RAW DATA Block Start
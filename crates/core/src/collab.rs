// SPDX-License-Identifier: BUSL-1.1
// Copyright (c) 2026 Alfred Jean LLC

//! Shapes of the profile/list collaborator records (§6). These are owned by
//! an external generic JSON registry; the core only reads them (C4) and,
//! for local seeding/testing, writes them via `owb_profile::collab`.

use serde::{Deserialize, Serialize};

use crate::id::{ListId, ProfileId};

/// `{profile: {...}}` (§6).
#[derive(Debug, Clone, Default, PartialEq, Eq, Serialize, Deserialize)]
pub struct ProfileRecord {
    pub profile: ProfileBody,
    /// Present on records read back from storage; absent when constructing
    /// a new one prior to `create`.
    #[serde(skip_serializing_if = "Option::is_none")]
    pub profile_id: Option<ProfileId>,
    #[serde(skip_serializing_if = "Option::is_none")]
    pub updated_at: Option<String>,
}

#[derive(Debug, Clone, Default, PartialEq, Eq, Serialize, Deserialize)]
pub struct ProfileBody {
    #[serde(default)]
    pub lists: Vec<ListId>,
    #[serde(default)]
    pub extra_include: Vec<String>,
    #[serde(default)]
    pub extra_exclude: Vec<String>,
    #[serde(default)]
    pub files: Vec<String>,
}

/// `{list: {...}}` (§6).
#[derive(Debug, Clone, Default, PartialEq, Eq, Serialize, Deserialize)]
pub struct ListRecord {
    pub list: ListBody,
    #[serde(skip_serializing_if = "Option::is_none")]
    pub list_id: Option<ListId>,
    #[serde(skip_serializing_if = "Option::is_none")]
    pub updated_at: Option<String>,
}

#[derive(Debug, Clone, Default, PartialEq, Eq, Serialize, Deserialize)]
pub struct ListBody {
    #[serde(default)]
    pub include: Vec<String>,
    #[serde(default)]
    pub exclude: Vec<String>,
}

#[cfg(test)]
#[path = "collab_tests.rs"]
mod tests;
// SPDX-License-Identifier: BUSL-1.1
// Copyright (c) 2026 Alfred Jean LLC

//! `owbd`: the build runner binary.
//!
//! Acquires the single-runner lock (C7), re-queues any build left `running`
//! by a crashed previous instance, then runs the C6 main loop forever.

use std::path::Path;
use std::sync::Arc;

use owb_engine::ExecutorEnv;
use owb_profile::{ListStore, ProfileStore};
use owb_runner::{
    lock, requeue_running_on_startup, run_forever, EngineExecutor, RunnerEnv, RunnerLock,
    DEFAULT_POLL_INTERVAL,
};
use owb_storage::BuildRegistry;
use tracing::{error, info};

fn main() {
    if let Some(arg) = std::env::args().nth(1) {
        match arg.as_str() {
            "--version" | "-V" | "-v" => {
                println!("owbd {}", env!("CARGO_PKG_VERSION"));
                return;
            }
            "--help" | "-h" | "help" => {
                println!("owbd {}", env!("CARGO_PKG_VERSION"));
                println!("OpenWrt build runner. Dequeues and executes builds; run as a");
                println!("long-lived background process alongside the `owb` CLI.");
                return;
            }
            _ => {
                eprintln!("error: unexpected argument '{arg}'");
                eprintln!("Usage: owbd [--help | --version]");
                std::process::exit(1);
            }
        }
    }

    let env = match RunnerEnv::load() {
        Ok(env) => env,
        Err(err) => {
            eprintln!("owbd: {err}");
            std::process::exit(1);
        }
    };

    let log_path = env.runtime_dir.join("owbd.log");
    rotate_log_if_needed(&log_path);
    if let Err(err) = write_startup_marker(&log_path) {
        eprintln!("owbd: failed to write startup marker: {err}");
        std::process::exit(1);
    }
    let _log_guard = match setup_logging(&log_path) {
        Ok(guard) => guard,
        Err(err) => {
            eprintln!("owbd: failed to set up logging: {err}");
            std::process::exit(1);
        }
    };

    info!("starting owbd");

    let lock_path = env.lock_path();
    let _lock = match RunnerLock::acquire(&lock_path) {
        Ok(lock) => lock,
        Err(owb_core::ContractError::RunnerAlreadyRunning) => {
            eprintln!("owbd is already running");
            if let Some(pid) = lock::read_holder_pid(&lock_path) {
                eprintln!("  pid: {pid}");
            }
            std::process::exit(1);
        }
        Err(err) => {
            error!(error = %err, "failed to acquire runner lock");
            std::process::exit(1);
        }
    };

    let profiles = ProfileStore::new(&env.profiles_dir);
    let lists = ListStore::new(&env.lists_dir);
    let registry = BuildRegistry::new(
        &env.builds_dir,
        Arc::new(ProfileStore::new(&env.profiles_dir)),
    );

    match requeue_running_on_startup(&registry) {
        Ok(0) => {}
        Ok(n) => info!(count = n, "requeued builds left running by a previous crash"),
        Err(err) => error!(error = %err, "startup recovery failed"),
    }

    let executor_env = ExecutorEnv::new(
        &env.builds_dir,
        &env.files_dir,
        &env.cache_dir,
        &env.wrapper_dir,
    );
    let executor = EngineExecutor {
        env: executor_env,
        profiles,
        lists,
    };

    info!("entering main loop");
    run_forever(&registry, &executor, DEFAULT_POLL_INTERVAL);
}

/// Maximum log file size before rotation (10 MB).
const MAX_LOG_SIZE: u64 = 10 * 1024 * 1024;

/// Number of rotated log files to keep (owbd.log.1, .2, .3).
const MAX_ROTATED_LOGS: u32 = 3;

/// Rotate the runner log if it exceeds [`MAX_LOG_SIZE`]. Best-effort:
/// rotation failures are silently ignored so the runner still starts.
fn rotate_log_if_needed(log_path: &Path) {
    let size = match std::fs::metadata(log_path) {
        Ok(m) => m.len(),
        Err(_) => return,
    };
    if size < MAX_LOG_SIZE {
        return;
    }

    let log_str = log_path.display().to_string();
    for i in (1..MAX_ROTATED_LOGS).rev() {
        let from = format!("{log_str}.{i}");
        let to = format!("{log_str}.{}", i + 1);
        let _ = std::fs::rename(&from, &to);
    }
    let _ = std::fs::rename(log_path, format!("{log_str}.1"));
}

const STARTUP_MARKER_PREFIX: &str = "--- owbd: starting (pid: ";

fn write_startup_marker(log_path: &Path) -> std::io::Result<()> {
    use std::io::Write;
    if let Some(parent) = log_path.parent() {
        std::fs::create_dir_all(parent)?;
    }
    let mut file = std::fs::OpenOptions::new()
        .create(true)
        .append(true)
        .open(log_path)?;
    writeln!(file, "{}{}) ---\n", STARTUP_MARKER_PREFIX, std::process::id())
}

fn setup_logging(
    log_path: &Path,
) -> std::io::Result<tracing_appender::non_blocking::WorkerGuard> {
    use tracing_subscriber::{fmt, prelude::*, EnvFilter};

    let parent = log_path
        .parent()
        .ok_or_else(|| std::io::Error::other("log path has no parent directory"))?;
    std::fs::create_dir_all(parent)?;

    let file_name = log_path
        .file_name()
        .ok_or_else(|| std::io::Error::other("log path has no file name"))?;
    let file_appender = tracing_appender::rolling::never(parent, file_name);
    let (non_blocking, guard) = tracing_appender::non_blocking(file_appender);

    let filter = EnvFilter::try_from_default_env().unwrap_or_else(|_| EnvFilter::new("info"));
    tracing_subscriber::registry()
        .with(filter)
        .with(fmt::layer().with_writer(non_blocking))
        .init();

    Ok(guard)
}

#[cfg(test)]
#[path = "main_tests.rs"]
mod tests;
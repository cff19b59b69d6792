// SPDX-License-Identifier: BUSL-1.1
// Copyright (c) 2026 Alfred Jean LLC

//! Failure classification (§4.5 "Failure classification").
//!
//! On a non-zero `make` exit, the last ~3000 characters of stdout+stderr are
//! scanned against an ordered pattern list to produce a short,
//! machine-readable message. The first matching pattern wins; if none
//! match, the classification falls back to a trimmed stderr/stdout tail,
//! and finally to `make_failed:<returncode>`.

use std::sync::LazyLock;

use regex::{Regex, RegexBuilder};

/// How many trailing characters of each log are considered for classification.
const CLASSIFY_WINDOW: usize = 3000;

#[allow(clippy::expect_used)]
static NO_SPACE_RE: LazyLock<Regex> = LazyLock::new(|| {
    RegexBuilder::new(r"no space left on device")
        .case_insensitive(true)
        .build()
        .expect("constant regex pattern is valid")
});

#[allow(clippy::expect_used)]
static TOO_BIG_RE: LazyLock<Regex> = LazyLock::new(|| {
    Regex::new(r"is too big:\s*(\d+)\s*>\s*(\d+)").expect("constant regex pattern is valid")
});

const DOWNLOAD_MARKERS: &[&str] = &[
    "curl: (",
    "The requested URL returned error",
    "Failed to connect to",
    "Could not resolve host",
];

const PACKAGE_MARKERS: &[&str] = &[
    "Unknown package",
    "conflicts with",
    "check_data_file_clashes",
    "Collected errors",
];

/// Classifies a failed `make` invocation from its tail output (§4.5).
pub fn classify_failure(stdout: &str, stderr: &str, returncode: i32) -> String {
    let combined = format!("{}\n{}", tail(stderr), tail(stdout));

    if NO_SPACE_RE.is_match(&combined) {
        return "no_space_left".to_string();
    }
    if let Some(caps) = TOO_BIG_RE.captures(&combined) {
        let built = &caps[1];
        let max = &caps[2];
        return format!("image_too_big:built={built}:max={max}");
    }
    if DOWNLOAD_MARKERS.iter().any(|m| combined.contains(m)) {
        return "imagebuilder_download_failed".to_string();
    }
    if PACKAGE_MARKERS.iter().any(|m| combined.contains(m)) {
        return "package_conflict_or_not_found".to_string();
    }

    let stderr_tail = stderr.trim();
    if !stderr_tail.is_empty() {
        return tail(stderr_tail).to_string();
    }
    let stdout_tail = stdout.trim();
    if !stdout_tail.is_empty() {
        return tail(stdout_tail).to_string();
    }
    format!("make_failed:{returncode}")
}

fn tail(s: &str) -> &str {
    let total = s.chars().count();
    if total <= CLASSIFY_WINDOW {
        return s;
    }
    let skip = total - CLASSIFY_WINDOW;
    let byte_idx = s
        .char_indices()
        .nth(skip)
        .map(|(i, _)| i)
        .unwrap_or(s.len());
    &s[byte_idx..]
}

#[cfg(test)]
#[path = "classify_tests.rs"]
mod tests;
RAW DATA Block End
§ INSTRUCTIONS FOR THE TASK: Using the data above, reproduce exactly the lines from the line that contains "build runner binary." through the line that contains "let _log_guard = match", including both.

§ ANSWER TO THE PROBLEM:
//! `owbd`: the build runner binary.
//!
//! Acquires the single-runner lock (C7), re-queues any build left `running`
//! by a crashed previous instance, then runs the C6 main loop forever.

use std::path::Path;
use std::sync::Arc;

use owb_engine::ExecutorEnv;
use owb_profile::{ListStore, ProfileStore};
use owb_runner::{
    lock, requeue_running_on_startup, run_forever, EngineExecutor, RunnerEnv, RunnerLock,
    DEFAULT_POLL_INTERVAL,
};
use owb_storage::BuildRegistry;
use tracing::{error, info};

fn main() {
    if let Some(arg) = std::env::args().nth(1) {
        match arg.as_str() {
            "--version" | "-V" | "-v" => {
                println!("owbd {}", env!("CARGO_PKG_VERSION"));
                return;
            }
            "--help" | "-h" | "help" => {
                println!("owbd {}", env!("CARGO_PKG_VERSION"));
                println!("OpenWrt build runner. Dequeues and executes builds; run as a");
                println!("long-lived background process alongside the `owb` CLI.");
                return;
            }
            _ => {
                eprintln!("error: unexpected argument '{arg}'");
                eprintln!("Usage: owbd [--help | --version]");
                std::process::exit(1);
            }
        }
    }

    let env = match RunnerEnv::load() {
        Ok(env) => env,
        Err(err) => {
            eprintln!("owbd: {err}");
            std::process::exit(1);
        }
    };

    let log_path = env.runtime_dir.join("owbd.log");
    rotate_log_if_needed(&log_path);
    if let Err(err) = write_startup_marker(&log_path) {
        eprintln!("owbd: failed to write startup marker: {err}");
        std::process::exit(1);
    }
    let _log_guard = match setup_logging(&log_path) {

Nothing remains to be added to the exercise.